Collected data
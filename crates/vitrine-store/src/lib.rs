//! Storage adapters for Vitrine.
//!
//! [`MemoryStore`] implements every storage trait from `vitrine-core`
//! (lexical, vector, product and chunk) over a single in-process catalog.
//! It backs the command line and the test suites.
//!
//! The [`persistence`] module saves and restores the catalog as JSON, with
//! a content hash so unchanged sources can skip re-ingestion.

pub mod memory;
pub mod persistence;

pub use memory::{Catalog, MemoryStore, cosine_similarity};
pub use persistence::{
    CATALOG_FILE, METADATA_FILE, SnapshotMetadata, hash_sources, is_snapshot_fresh, load_metadata,
};
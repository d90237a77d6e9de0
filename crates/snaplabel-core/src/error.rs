//! Error types for snaplabel

use serde::Serialize;

/// Result type alias using snaplabel's Error type
pub type Result<T> = std::result::Result<T, Error>;

/// Core error type for snaplabel operations
#[derive(Debug, thiserror::Error)]
pub enum Error {
    /// The model artifact could not be fetched
    #[error("download failed: {0}")]
    Download(String),

    /// The cached artifact could not be turned into a predictor
    #[error("model load failed: {0}")]
    ModelLoad(String),

    /// Uploaded bytes are corrupt or in an unsupported format
    #[error("image decode failed: {0}")]
    ImageDecode(String),

    /// A decoded image could not be turned into model input
    #[error("image conversion failed: {0}")]
    ImageConversion(String),

    /// The predictor failed or returned an unusable output
    #[error("inference failed: {0}")]
    Inference(String),

    /// Configuration errors
    #[error("configuration error: {0}")]
    Config(String),

    /// Filesystem errors
    #[error("io error: {0}")]
    Io(#[from] std::io::Error),
}

impl Error {
    /// Create a new download error
    pub fn download(msg: impl Into<String>) -> Self {
        Self::Download(msg.into())
    }

    /// Create a new model load error
    pub fn model_load(msg: impl Into<String>) -> Self {
        Self::ModelLoad(msg.into())
    }

    /// Create a new image decode error
    pub fn image_decode(msg: impl Into<String>) -> Self {
        Self::ImageDecode(msg.into())
    }

    /// Create a new image conversion error
    pub fn image_conversion(msg: impl Into<String>) -> Self {
        Self::ImageConversion(msg.into())
    }

    /// Create a new inference error
    pub fn inference(msg: impl Into<String>) -> Self {
        Self::Inference(msg.into())
    }

    /// Create a new configuration error
    pub fn config(msg: impl Into<String>) -> Self {
        Self::Config(msg.into())
    }

    /// Coarse classification of this error
    pub fn kind(&self) -> ErrorKind {
        match self {
            Self::Download(_) => ErrorKind::Download,
            Self::ModelLoad(_) => ErrorKind::ModelLoad,
            Self::ImageDecode(_) => ErrorKind::ImageDecode,
            Self::ImageConversion(_) => ErrorKind::ImageConversion,
            Self::Inference(_) => ErrorKind::Inference,
            Self::Config(_) => ErrorKind::Config,
            Self::Io(_) => ErrorKind::Io,
        }
    }
}

/// Error category, used for metric labels and HTTP status mapping
#[derive(Debug, Clone, Copy, PartialEq, Eq, Hash, Serialize)]
#[serde(rename_all = "snake_case")]
pub enum ErrorKind {
    Download,
    ModelLoad,
    ImageDecode,
    ImageConversion,
    Inference,
    Config,
    Io,
}

impl ErrorKind {
    /// Stable string form
    pub fn as_str(&self) -> &'static str {
        match self {
            Self::Download => "download",
            Self::ModelLoad => "model_load",
            Self::ImageDecode => "image_decode",
            Self::ImageConversion => "image_conversion",
            Self::Inference => "inference",
            Self::Config => "config",
            Self::Io => "io",
        }
    }

    /// Whether the failure belongs to a single request.
    ///
    /// Everything else means the predictor is unavailable and the service
    /// is not ready.
    pub fn is_request_scoped(&self) -> bool {
        matches!(
            self,
            Self::ImageDecode | Self::ImageConversion | Self::Inference
        )
    }
}

impl std::fmt::Display for ErrorKind {
    fn fmt(&self, f: &mut std::fmt::Formatter<'_>) -> std::fmt::Result {
        f.write_str(self.as_str())
    }
}
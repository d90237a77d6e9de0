use bytes::Bytes;
use parking_lot::RwLock;
use std::collections::VecDeque;
use uuid::Uuid;

/// Bounded in-memory store of recently classified images, encoded as PNG.
///
/// Oldest entries are evicted first. Nothing is persisted.
pub struct RecentImages {
    capacity: usize,
    entries: RwLock<VecDeque<(Uuid, Bytes)>>,
}

impl RecentImages {
    pub fn new(capacity: usize) -> Self {
        Self {
            capacity,
            entries: RwLock::new(VecDeque::new()),
        }
    }

    /// A zero capacity store keeps nothing
    pub fn is_enabled(&self) -> bool {
        self.capacity > 0
    }

    pub fn insert(&self, id: Uuid, png: Bytes) {
        if !self.is_enabled() {
            return;
        }

        let mut entries = self.entries.write();
        entries.push_front((id, png));
        entries.truncate(self.capacity);
    }

    pub fn get(&self, id: &Uuid) -> Option<Bytes> {
        self.entries
            .read()
            .iter()
            .find(|(entry_id, _)| entry_id == id)
            .map(|(_, png)| png.clone())
    }

    pub fn len(&self) -> usize {
        self.entries.read().len()
    }

    pub fn is_empty(&self) -> bool {
        self.entries.read().is_empty()
    }
}

#[cfg(test)]
mod tests {
    use super::*;

    #[test]
    fn test_evicts_oldest() {
        let recent = RecentImages::new(2);
        let ids: Vec<Uuid> = (0..3).map(|_| Uuid::new_v4()).collect();
        for (i, id) in ids.iter().enumerate() {
            recent.insert(*id, Bytes::from(vec![i as u8]));
        }

        assert_eq!(recent.len(), 2);
        assert!(recent.get(&ids[0]).is_none());
        assert_eq!(recent.get(&ids[2]).unwrap(), Bytes::from(vec![2u8]));
    }

    #[test]
    fn test_zero_capacity_keeps_nothing() {
        let recent = RecentImages::new(0);
        let id = Uuid::new_v4();
        recent.insert(id, Bytes::from_static(b"png"));

        assert!(!recent.is_enabled());
        assert!(recent.is_empty());
        assert!(recent.get(&id).is_none());
    }

    #[test]
    fn test_large_capacity_allocates_lazily() {
        let recent = RecentImages::new(usize::MAX);
        recent.insert(Uuid::new_v4(), Bytes::from_static(b"png"));
        assert_eq!(recent.len(), 1);
    }
}
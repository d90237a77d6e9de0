//! Model artifact configuration

use crate::source::{ArtifactSource, HttpSource, GOOGLE_DRIVE_TEMPLATE};
use serde::{Deserialize, Serialize};
use snaplabel_core::{Error, Result};
use std::path::PathBuf;
use std::sync::Arc;

/// Where the model comes from and where it is cached
#[derive(Debug, Clone, Serialize, Deserialize)]
pub struct ModelSettings {
    /// Remote content identifier, turned into a URL by the source.
    ///
    /// May stay empty when the artifact is already cached at `local_path`.
    #[serde(default)]
    pub remote_id: String,

    /// Local cache file
    #[serde(default = "default_local_path")]
    pub local_path: PathBuf,

    /// Remote source kind
    #[serde(default)]
    pub source: SourceSpec,

    /// Expected SHA-256 of a fresh download (lowercase hex)
    #[serde(default)]
    pub sha256: Option<String>,
}

/// Remote artifact source configuration
#[derive(Debug, Clone, PartialEq, Serialize, Deserialize, Default)]
#[serde(tag = "type", rename_all = "lowercase")]
pub enum SourceSpec {
    /// Publicly shared Google Drive file id
    #[default]
    Gdrive,

    /// Any HTTP(S) server; `{id}` in the template is replaced by the identifier
    Http { url_template: String },

    /// Hugging Face Hub; the identifier is `owner/repo/path/in/repo`
    HuggingFace {
        #[serde(default = "default_revision")]
        revision: String,
    },
}

fn default_local_path() -> PathBuf {
    PathBuf::from("model.safetensors")
}

fn default_revision() -> String {
    "main".to_string()
}

impl Default for ModelSettings {
    fn default() -> Self {
        Self {
            remote_id: String::new(),
            local_path: default_local_path(),
            source: SourceSpec::default(),
            sha256: None,
        }
    }
}

impl ModelSettings {
    /// Check the settings for obvious mistakes
    pub fn validate(&self) -> Result<()> {
        if self.local_path.as_os_str().is_empty() {
            return Err(Error::config("model.local_path must not be empty"));
        }

        if let Some(digest) = &self.sha256 {
            if digest.len() != 64 || !digest.chars().all(|c| c.is_ascii_hexdigit()) {
                return Err(Error::config(
                    "model.sha256 must be 64 hexadecimal characters",
                ));
            }
        }

        if let SourceSpec::Http { url_template } = &self.source {
            if !url_template.contains("{id}") {
                return Err(Error::config(
                    "model.source.url_template must contain an {id} placeholder",
                ));
            }
        }

        Ok(())
    }

    /// Instantiate the configured source
    pub fn build_source(&self) -> Result<Arc<dyn ArtifactSource>> {
        match &self.source {
            SourceSpec::Gdrive => Ok(Arc::new(HttpSource::new(GOOGLE_DRIVE_TEMPLATE)?)),
            SourceSpec::Http { url_template } => Ok(Arc::new(HttpSource::new(url_template)?)),
            #[cfg(feature = "hf-hub-source")]
            SourceSpec::HuggingFace { revision } => Ok(Arc::new(
                crate::source::HuggingFaceSource::new(revision.clone()),
            )),
            #[cfg(not(feature = "hf-hub-source"))]
            SourceSpec::HuggingFace { .. } => Err(Error::config(
                "Hugging Face source requires the 'hf-hub-source' feature",
            )),
        }
    }
}
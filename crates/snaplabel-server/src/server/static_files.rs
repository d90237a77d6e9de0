use axum::{
    http::{header, StatusCode, Uri},
    response::{Html, IntoResponse, Response},
    Json,
};
use rust_embed::Embed;
use serde_json::json;

#[derive(Embed)]
#[folder = "web"]
struct WebAssets;

/// Serve the embedded single-page UI
pub async fn serve_static(uri: Uri) -> Response {
    let path = uri.path().trim_start_matches('/');

    // Unknown API routes get a JSON 404, not the page
    if path == "api" || path.starts_with("api/") {
        return (
            StatusCode::NOT_FOUND,
            Json(json!({
                "error": { "kind": "not_found", "message": format!("no route for /{}", path) }
            })),
        )
            .into_response();
    }

    let path = if path.is_empty() { "index.html" } else { path };
    if let Some(content) = <WebAssets as Embed>::get(path) {
        let mime = mime_guess::from_path(path).first_or_octet_stream();
        return (
            StatusCode::OK,
            [(header::CONTENT_TYPE, mime.as_ref())],
            content.data.into_owned(),
        )
            .into_response();
    }

    if let Some(content) = <WebAssets as Embed>::get("index.html") {
        return Html(String::from_utf8_lossy(&content.data).to_string()).into_response();
    }

    Html(FALLBACK_HTML).into_response()
}

const FALLBACK_HTML: &str = r#"<!DOCTYPE html>
<html lang="en">
<head><meta charset="UTF-8"><title>snaplabel</title></head>
<body>
    <h1>snaplabel</h1>
    <p>The web UI is not bundled in this build. The API is available under <code>/api</code>.</p>
</body>
</html>
"#;
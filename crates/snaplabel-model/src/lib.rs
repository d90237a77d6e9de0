//! snaplabel Model
//!
//! Everything between "a remote model identifier" and "a validated prediction":
//!
//! - [`fetcher`]: download-once artifact cache
//! - [`artifact`]: the safetensors artifact format and its manifest
//! - [`network`] / [`predictor`]: Candle networks behind the [`Predictor`] trait
//! - [`preprocess`]: decode, orientation correction, RGB conversion
//! - [`pipeline`]: preprocessing + prediction + result normalization
//! - [`service`]: the process-wide, built-at-most-once pipeline
//!
//! Inference always runs on the CPU.

pub mod artifact;
pub mod config;
pub mod fetcher;
pub mod network;
pub mod pipeline;
pub mod predictor;
pub mod preprocess;
pub mod service;
pub mod source;

pub use artifact::{
    read_artifact, save_artifact, write_color_demo, Architecture, ArtifactManifest, FORMAT_TAG,
};
pub use config::{ModelSettings, SourceSpec};
pub use fetcher::ArtifactFetcher;
pub use pipeline::{InferencePipeline, Prediction};
pub use predictor::{CandleLoader, CandlePredictor, Predictor, PredictorLoader, RawPrediction};
pub use preprocess::{preprocess, InputImage, SUPPORTED_FORMATS};
pub use service::{LoadedModel, ModelService};
pub use source::{ArtifactSource, HttpSource};

#[cfg(feature = "hf-hub-source")]
pub use source::HuggingFaceSource;

/// Prelude for convenient imports
pub mod prelude {
    pub use crate::fetcher::ArtifactFetcher;
    pub use crate::pipeline::{InferencePipeline, Prediction};
    pub use crate::predictor::{Predictor, PredictorLoader, RawPrediction};
    pub use crate::service::ModelService;
    pub use snaplabel_core::prelude::*;
}
//! Network construction from artifact weights

use crate::artifact::{Architecture, ArtifactManifest};
use candle_core::{Module, Tensor, D};
use candle_nn::{Conv2d, Conv2dConfig, Linear, VarBuilder};
use candle_transformers::models::resnet;

/// A network ready for forward passes, shareable across threads
pub type Network = Box<dyn Module + Send + Sync>;

/// Stack of 3x3 conv blocks followed by global average pooling and a linear head.
///
/// Weight names: `features.{i}.weight`, `features.{i}.bias`, `head.weight`,
/// `head.bias`. Each block is conv, ReLU, 2x2 max-pool.
pub struct ConvNet {
    features: Vec<Conv2d>,
    head: Linear,
}

impl ConvNet {
    pub fn new(channels: &[usize], num_classes: usize, vb: VarBuilder) -> candle_core::Result<Self> {
        let config = Conv2dConfig {
            padding: 1,
            ..Default::default()
        };

        let mut in_channels = 3;
        let mut features = Vec::with_capacity(channels.len());
        for (i, &out_channels) in channels.iter().enumerate() {
            features.push(candle_nn::conv2d(
                in_channels,
                out_channels,
                3,
                config,
                vb.pp(format!("features.{i}")),
            )?);
            in_channels = out_channels;
        }

        let head = candle_nn::linear(in_channels, num_classes, vb.pp("head"))?;
        Ok(Self { features, head })
    }
}

impl Module for ConvNet {
    fn forward(&self, xs: &Tensor) -> candle_core::Result<Tensor> {
        let mut xs = xs.clone();
        for conv in &self.features {
            xs = conv.forward(&xs)?.relu()?.max_pool2d(2)?;
        }
        // (B, C, H, W) -> (B, C)
        let pooled = xs.mean(D::Minus1)?.mean(D::Minus1)?;
        self.head.forward(&pooled)
    }
}

/// Build the network an artifact describes.
///
/// Fails if a weight is missing or has the wrong shape.
pub fn build(manifest: &ArtifactManifest, vb: VarBuilder<'static>) -> candle_core::Result<Network> {
    let num_classes = manifest.labels.len();
    let network: Network = match manifest.architecture {
        Architecture::ConvNet => Box::new(ConvNet::new(&manifest.channels, num_classes, vb)?),
        Architecture::ResNet18 => Box::new(resnet::resnet18(num_classes, vb)?),
        Architecture::ResNet34 => Box::new(resnet::resnet34(num_classes, vb)?),
        Architecture::ResNet50 => Box::new(resnet::resnet50(num_classes, vb)?),
    };
    Ok(network)
}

■ Problem description
Scan the data above and report each line in which "VecDeque" is present.

■ Answer to this exercise
use std::collections::VecDeque;
    entries: RwLock<VecDeque<(Uuid, Bytes)>>,
            entries: RwLock::new(VecDeque::new()),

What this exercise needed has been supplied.